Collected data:
============================================================

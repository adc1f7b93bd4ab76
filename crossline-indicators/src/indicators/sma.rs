//! Simple Moving Average (SMA).

use ndarray::Array1;

use crate::core::{Indicator, IndicatorResult, MovingAverage};
use crate::series::{normalize, CanonicalSeries, SeriesInput};
use crate::validate::{validate_series, validate_window};

/// Trailing arithmetic mean over a right-aligned sliding window.
///
/// The window's left edge clips at the series start, so the first `w - 1`
/// outputs are means of partial windows of increasing size rather than NaN
/// or zero-padded values. The output always has the same length as the
/// input.
#[derive(Debug, Clone, PartialEq)]
pub struct Sma {
    window: usize,
    output: Array1<f64>,
}

impl Sma {
    /// Normalizes, validates, and computes the average in one step.
    pub fn new(data: impl Into<SeriesInput>, window: usize) -> IndicatorResult<Self> {
        let series = normalize("data", data.into())?;
        Self::over_series("data", &series, window)
    }

    /// Computes the average over an already validated canonical series.
    ///
    /// Used by composites that share one normalized series between several
    /// components; the window is still validated against this series.
    pub(crate) fn over_series(
        name: &str,
        series: &CanonicalSeries,
        window: usize,
    ) -> IndicatorResult<Self> {
        validate_series(name, series)?;
        validate_window(series, window)?;
        Ok(Self {
            window,
            output: Self::calculate(series.values(), window),
        })
    }

    /// Rolling-sum evaluation of the trailing mean.
    fn calculate(values: &Array1<f64>, window: usize) -> Array1<f64> {
        let mut output = Array1::zeros(values.len());
        let mut sum = 0.0;
        for (index, &value) in values.iter().enumerate() {
            sum += value;
            if index >= window {
                sum -= values[index - window];
            }
            let count = (index + 1).min(window);
            output[index] = sum / count as f64;
        }
        output
    }
}

impl Indicator for Sma {
    fn output(&self) -> &Array1<f64> {
        &self.output
    }
}

impl MovingAverage for Sma {
    fn window(&self) -> Option<usize> {
        Some(self.window)
    }
}

#[cfg(test)]
mod tests {
    use ndarray::array;

    use super::Sma;
    use crate::core::{Indicator, IndicatorError, MovingAverage};

    fn assert_close(lhs: &[f64], rhs: &[f64]) {
        assert_eq!(lhs.len(), rhs.len());
        for (index, (a, b)) in lhs.iter().zip(rhs).enumerate() {
            assert!((a - b).abs() <= 1e-12, "index {index}: {a} != {b}");
        }
    }

    #[test]
    fn output_matches_input_length() {
        let sma = Sma::new(vec![1.0, 2.0, 3.0, 4.0, 5.0], 3).unwrap();
        assert_eq!(sma.to_vec().len(), 5);
    }

    #[test]
    fn leading_outputs_are_partial_means() {
        let sma = Sma::new(vec![1.0, 2.0, 3.0, 4.0, 5.0, 6.0], 4).unwrap();
        assert_close(&sma.to_vec(), &[1.0, 1.5, 2.0, 2.5, 3.5, 4.5]);
    }

    #[test]
    fn window_of_one_reproduces_the_input() {
        let input = vec![3.0, 1.0, 4.0, 1.0, 5.0];
        let sma = Sma::new(input.clone(), 1).unwrap();
        assert_close(&sma.to_vec(), &input);
    }

    #[test]
    fn reconstruction_is_bit_identical() {
        let input = vec![1.0, 2.0, 3.0, 2.0, 1.0, 2.0, 3.0];
        let first = Sma::new(input.clone(), 3).unwrap();
        let second = Sma::new(input, 3).unwrap();
        assert_eq!(first.to_array(), second.to_array());
    }

    #[test]
    fn exposes_its_window() {
        let sma = Sma::new(vec![1.0, 2.0, 3.0], 2).unwrap();
        assert_eq!(sma.window(), Some(2));
    }

    #[test]
    fn labeled_view_carries_default_integer_labels() {
        let sma = Sma::new(vec![1.0, 2.0, 3.0], 2).unwrap();
        let labeled = sma.to_labeled();
        assert_eq!(labeled.labels(), &[0, 1, 2]);
        assert_eq!(labeled.len(), 3);
    }

    #[test]
    fn oversized_window_fails_at_construction() {
        let err = Sma::new(vec![1.0, 2.0], 3).unwrap_err();
        assert_eq!(err, IndicatorError::WindowTooLarge { window: 3, len: 2 });
    }

    #[test]
    fn zero_window_fails_at_construction() {
        let err = Sma::new(vec![1.0, 2.0], 0).unwrap_err();
        assert_eq!(err, IndicatorError::NonPositiveWindow { window: 0 });
    }

    #[test]
    fn nan_input_fails_at_construction() {
        let err = Sma::new(vec![1.0, f64::NAN], 2).unwrap_err();
        assert!(matches!(err, IndicatorError::NonFiniteValue { index: 1, .. }));
    }

    #[test]
    fn array_input_is_accepted() {
        let sma = Sma::new(array![2.0, 4.0, 6.0], 2).unwrap();
        assert_close(&sma.to_vec(), &[2.0, 3.0, 5.0]);
    }
}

============================================================

→ TASK STATEMENT:
Look above and return each line of the records exactly, from the very first through the line with "The window's left", both included.

→ ANSWER BOX:
repository adc1f7b93bd4ab76
filename crossline-indicators/src/indicators/sma.rs
//! Simple Moving Average (SMA).

use ndarray::Array1;

use crate::core::{Indicator, IndicatorResult, MovingAverage};
use crate::series::{normalize, CanonicalSeries, SeriesInput};
use crate::validate::{validate_series, validate_window};

/// Trailing arithmetic mean over a right-aligned sliding window.
///
/// The window's left edge clips at the series start, so the first `w - 1`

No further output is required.